Gather all lines with "Property" from the records.

** Opening MATERIAL TO PROCESS block **

use alloc::{vec, vec::Vec};

use quickcheck::QuickCheck;
use quickcheck_macros::quickcheck;

use super::{
    arbitrary::{LegalScalars, MixedBytes},
    test_count,
};
use crate::{
    DecodeRequest, DecodeStop, decode_append, decode_to_vec, decoded_length, encode_to_vec,
    encoded_length,
};

/// Property: decoding any bytes as the whole input and re-encoding the
/// scalars reproduces the bytes exactly.
#[test]
fn bytes_round_trip_quickcheck() {
    #[allow(clippy::needless_pass_by_value)]
    fn prop(bytes: MixedBytes) -> bool {
        let bytes = bytes.0;
        let scalars = decode_to_vec(&bytes);
        let sized = decoded_length(&bytes, 0..bytes.len()) == Ok(scalars.len());
        let sized_back = encoded_length(&scalars, 0..scalars.len()) == Ok(bytes.len());
        sized && sized_back && encode_to_vec(&scalars).as_deref() == Ok(bytes.as_slice())
    }

    QuickCheck::new()
        .tests(test_count())
        .quickcheck(prop as fn(MixedBytes) -> bool);
}

/// Property: encodable scalars survive an encode/decode round trip.
#[test]
fn scalars_round_trip_quickcheck() {
    #[allow(clippy::needless_pass_by_value)]
    fn prop(scalars: LegalScalars) -> bool {
        let scalars = scalars.0;
        let Ok(bytes) = encode_to_vec(&scalars) else {
            return false;
        };
        let mut out = vec![0u32; scalars.len()];
        let Ok(progress) = decode_append(
            &bytes,
            &DecodeRequest::new(0..bytes.len(), true),
            &mut out,
            0..scalars.len(),
        ) else {
            return false;
        };
        progress.consumed == bytes.len()
            && progress.stop == DecodeStop::InputExhausted
            && out == scalars
    }

    QuickCheck::new()
        .tests(test_count())
        .quickcheck(prop as fn(LegalScalars) -> bool);
}

/// Property: a non-final decode never consumes past its input, and whatever
/// it leaves behind is a single incomplete sequence of at most three bytes.
#[test]
fn bounded_consumption_quickcheck() {
    #[allow(clippy::needless_pass_by_value)]
    fn prop(bytes: MixedBytes) -> bool {
        let bytes = bytes.0;
        let mut out = vec![0u32; bytes.len()];
        let Ok(progress) = decode_append(
            &bytes,
            &DecodeRequest::new(0..bytes.len(), false),
            &mut out,
            0..bytes.len(),
        ) else {
            return false;
        };
        let left = bytes.len() - progress.consumed;
        match progress.stop {
            DecodeStop::InputExhausted => left == 0,
            DecodeStop::IncompleteInput => (1..=3).contains(&left),
            DecodeStop::OutputFull => false,
        }
    }

    QuickCheck::new()
        .tests(test_count())
        .quickcheck(prop as fn(MixedBytes) -> bool);
}

#[quickcheck]
fn ascii_is_identity(bytes: Vec<u8>) -> bool {
    let ascii: Vec<u8> = bytes.into_iter().map(|b| b & 0x7F).collect();
    let scalars = decode_to_vec(&ascii);
    scalars.iter().copied().eq(ascii.iter().map(|&b| u32::from(b)))
        && encode_to_vec(&scalars).as_deref() == Ok(ascii.as_slice())
}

** Closing MATERIAL TO PROCESS block **

_SOLVED PROBLEM:_
/// Property: decoding any bytes as the whole input and re-encoding the
/// Property: encodable scalars survive an encode/decode round trip.
/// Property: a non-final decode never consumes past its input, and whatever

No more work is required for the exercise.